**Collection entries:**

───

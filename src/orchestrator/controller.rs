//! Session lifecycle controller.
//!
//! Owns the timer state and the 1-second tick source for the active session,
//! handles start/stop/save/discard, and emits events for presentation layers.

use crate::cue::{self, CuePlayer};
use crate::error::TimerError;
use crate::model::{
    InfoEvent, Reflection, SessionConfig, SessionDetails, SessionRecord, Stage, TimerEvent,
};
use crate::timer::{PomodoroController, SessionTimer, TickOutcome};
use anyhow::Result;
use rand::RngCore;
use std::sync::Arc;
use std::time::{Duration, SystemTime};
use tokio::sync::mpsc::{UnboundedReceiver, UnboundedSender};
use tokio::time::{Instant, Interval, MissedTickBehavior};

/// Commands emitted by UI layers to drive the session.
#[derive(Debug, Clone)]
pub(crate) enum UiCommand {
    SetDetails(SessionDetails),
    ConfigurePomodoro { work_seconds: u64, break_seconds: u64 },
    Start { pomodoro: bool },
    Stop,
    Save(Reflection),
    Discard,
    Quit,
}

/// A recording in progress. Dropping it cancels its tick source.
struct ActiveSession {
    timer: SessionTimer,
    details: SessionDetails,
    ticker: Interval,
}

/// Fixed-period tick source whose first tick is one period after start.
/// Late ticks are delayed rather than bursted, so each still counts as one second.
fn new_ticker(period: Duration) -> Interval {
    let mut ticker = tokio::time::interval_at(Instant::now() + period, period);
    ticker.set_missed_tick_behavior(MissedTickBehavior::Delay);
    ticker
}

/// Generate a random identifier for a session record.
fn gen_session_id() -> String {
    let mut b = [0u8; 8];
    rand::thread_rng().fill_bytes(&mut b);
    format!("{:016x}", u64::from_le_bytes(b))
}

fn rfc3339(at: SystemTime) -> String {
    time::OffsetDateTime::from(at)
        .format(&time::format_description::well_known::Rfc3339)
        .unwrap_or_else(|_| "now".into())
}

/// Lifecycle state machine: Idle -> Recording -> Confirming -> Idle.
pub(crate) struct SessionController {
    details: SessionDetails,
    /// Segment lengths for the next Pomodoro start; never started itself.
    pomodoro: PomodoroController,
    tick_interval: Duration,
    cue: Arc<dyn CuePlayer>,
    event_tx: UnboundedSender<TimerEvent>,
    active: Option<ActiveSession>,
    pending: Option<SessionRecord>,
}
//! Human-readable durations.

/// `1h 2m 3s`, dropping zero hours and minutes: `45s`, `2m 0s`.
pub fn format_duration(seconds: u64) -> String {
    let h = seconds / 3600;
    let m = (seconds % 3600) / 60;
    let s = seconds % 60;
    let mut out = String::new();
    if h > 0 {
        out.push_str(&format!("{h}h "));
    }
    if m > 0 {
        out.push_str(&format!("{m}m "));
    }
    out.push_str(&format!("{s}s"));
    out
}

/// Digital readout: `MM:SS`, or `H:MM:SS` from one hour up.
pub fn format_clock(seconds: u64) -> String {
    let h = seconds / 3600;
    let m = (seconds % 3600) / 60;
    let s = seconds % 60;
    if h > 0 {
        format!("{h}:{m:02}:{s:02}")
    } else {
        format!("{m:02}:{s:02}")
    }
}

pub fn format_minutes(seconds: u64) -> u64 {
    seconds / 60
}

───

**Directions:** Using the data above, repeat exactly the lines that begin at the line with "u64, break_seconds: u64" and end at the line with "let mut b = [0u8; 8];", both ends included.

**Reply:**
    ConfigurePomodoro { work_seconds: u64, break_seconds: u64 },
    Start { pomodoro: bool },
    Stop,
    Save(Reflection),
    Discard,
    Quit,
}

/// A recording in progress. Dropping it cancels its tick source.
struct ActiveSession {
    timer: SessionTimer,
    details: SessionDetails,
    ticker: Interval,
}

/// Fixed-period tick source whose first tick is one period after start.
/// Late ticks are delayed rather than bursted, so each still counts as one second.
fn new_ticker(period: Duration) -> Interval {
    let mut ticker = tokio::time::interval_at(Instant::now() + period, period);
    ticker.set_missed_tick_behavior(MissedTickBehavior::Delay);
    ticker
}

/// Generate a random identifier for a session record.
fn gen_session_id() -> String {
    let mut b = [0u8; 8];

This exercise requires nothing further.